The April 2012 Maastricht IV consensus report of the European Helicobacter Pylori Study Group recommends blood sample biomarker tests as a reliable method of diagnosis of diseases of the stomach mucosa and associated risk conditions. Researchers recommend biomarker tests for the diagnosis and follow-up of Helicobacter pylori infection and especially for atrophic gastritis that causes achlorhydric stomachs, as well as to the screening of asymptomatic patients. The report emphasises the fact that H. Pylori eradication therapy does not cure precancerous gastric conditions. This is why gastroscopy and biopsy examinations are recommended at regular intervals of 2-3 years for patients with moderately severe or severe atrophic gastritis. Without gastroscopy and biopsy examination, atrophic gastritis in the entire stomach (precancerous condition) and its location can only be diagnosed with a GastroPanel biomarker test.
The international Healthy Stomach Initiative group's 16 gastroenterology experts from 12 countries came to the same conclusions.

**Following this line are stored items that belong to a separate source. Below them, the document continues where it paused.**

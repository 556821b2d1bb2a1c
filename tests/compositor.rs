mod tests {
    use keyglow_engine::{FULL_WEIGHT, FrameCompositor, Rgb};

    const BASE: Rgb = Rgb {
        r: 200,
        g: 100,
        b: 40,
    };
    const OVERLAY: Rgb = Rgb {
        r: 10,
        g: 250,
        b: 0,
    };

    fn loaded() -> FrameCompositor<3> {
        let mut compositor = FrameCompositor::new();
        compositor.base_mut().fill(BASE);
        compositor.overlay_mut().fill(OVERLAY);
        compositor
    }

    #[test]
    fn test_weight_zero_passes_base() {
        let mut compositor = loaded();
        let frame = compositor.compose(0, 100);
        assert!(frame.iter().all(|&px| px == BASE));
    }

    #[test]
    fn test_full_weight_passes_overlay() {
        let mut compositor = loaded();
        let frame = compositor.compose(FULL_WEIGHT, 100);
        assert!(frame.iter().all(|&px| px == OVERLAY));
    }

    #[test]
    fn test_midpoint_mix_uses_integer_shifts() {
        let mut compositor = loaded();
        let frame = compositor.compose(128, 100);

        let mix = |over: u8, under: u8| {
            ((u16::from(over) * 128) >> 8) as u8 + ((u16::from(under) * 128) >> 8) as u8
        };
        let expected = Rgb {
            r: mix(OVERLAY.r, BASE.r),
            g: mix(OVERLAY.g, BASE.g),
            b: mix(OVERLAY.b, BASE.b),
        };
        assert!(frame.iter().all(|&px| px == expected));
    }

    #[test]
    fn test_low_charge_halves_output() {
        let mut compositor = loaded();
        let frame = compositor.compose(0, 15);

        let expected = Rgb {
            r: BASE.r >> 1,
            g: BASE.g >> 1,
            b: BASE.b >> 1,
        };
        assert!(frame.iter().all(|&px| px == expected));
    }

    #[test]
    fn test_critical_charge_blacks_out_base() {
        let mut compositor = loaded();
        let frame = compositor.compose(0, 5);
        assert!(frame.iter().all(|&px| px == Rgb::default()));
    }

    #[test]
    fn test_critical_charge_keeps_overlay_dimmed() {
        let mut compositor = loaded();
        let frame = compositor.compose(FULL_WEIGHT, 5);

        let expected = Rgb {
            r: OVERLAY.r >> 1,
            g: OVERLAY.g >> 1,
            b: OVERLAY.b >> 1,
        };
        assert!(frame.iter().all(|&px| px == expected));
    }

    #[test]
    fn test_clear_base() {
        let mut compositor = loaded();
        compositor.clear_base();
        assert!(compositor.base().iter().all(|&px| px == Rgb::default()));
    }
}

Biomarker tests can be used to diagnose and screen atrophic gastritis and related risks in both asymptomatic patients and patients with abdominal discomfort (www.biohithealthcare.com: Investors/ Stock Exchange Releases: 17/02/2012 Biohit Oyj’s GastroPanel biomarker test recommended). According to the taskforce, GastroPanel biomarker tests, unlike the Helicobacter pylori examination tests still in use, reliably diagnose the most significant risk conditions of the acid-free stomach (atrophic gastritis). With the help of the GastroPanel test, patients can be referred to appropriate further examinations, therapy and treatment. At the same time it is also possible to reliably diagnose patients who have a “healthy” stomach, i.e. patients who do not have H. pylori infection and/or atrophic gastritis.

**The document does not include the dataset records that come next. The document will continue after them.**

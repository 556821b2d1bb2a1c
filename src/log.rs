//! Logging shim for non-fatal failures.
//!
//! Real output is only available on targets with `esp-println` support;
//! everywhere else the message is formatted away at compile time.

#[cfg(feature = "esp32-log")]
macro_rules! engine_log {
    ($($arg:tt)*) => {
        ::esp_println::println!($($arg)*)
    };
}

#[cfg(not(feature = "esp32-log"))]
macro_rules! engine_log {
    ($($arg:tt)*) => {{
        let _ = ::core::format_args!($($arg)*);
    }};
}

An IARC (WHO agency on cancer research) classification of October 2009 states that acetaldehyde in alcoholic beverages and naturally generated in alcohol is a group 1 carcinogen and is therefore as carcinogenic as H. pylori, asbestos, formaldehyde and benzene. GastroPanel biomarker tests reliably detect an anacidic stomach which is the major risk factor of gastric cancer. In addition, recent studies show that acetaldehyde generated in an anacidic stomach is a significant reason for gastric and oesophageal cancer risk associated with the condition. Microbes from the mouth can colonise an acid-free stomach and produce carcinogenic acetaldehyde from sugar and alcohol. According to gene studies this is one of the major risk factors of gastric and oesophageal cancer. The risk can be reduced with the help of another Finnish innovation - prescription-free Acetium capsules, which are taken during food and alcohol consumption, to bind (neutralise) carcinogenic acetaldehyde in the stomach.
Literature:
1. Malfertheiner P et al. Management of Helicobacter pylori infection--the Maastricht IV/ Florence Consensus Report. http://gut.bmj.com on May 18, 2012. European H. pylori Study Group, ESPSG.
2. Agréus L et al. Rationale in diagnosis and screening of atrophic gastritis with stomach-specific plasma biomarkers. Scand J Gastroenterol 2012;47:136-47.
3. World Health Organisation WHO, 2009. www.iarc.fr/en/media-centre/pr/2009/pdfs/pr196_E.pdf.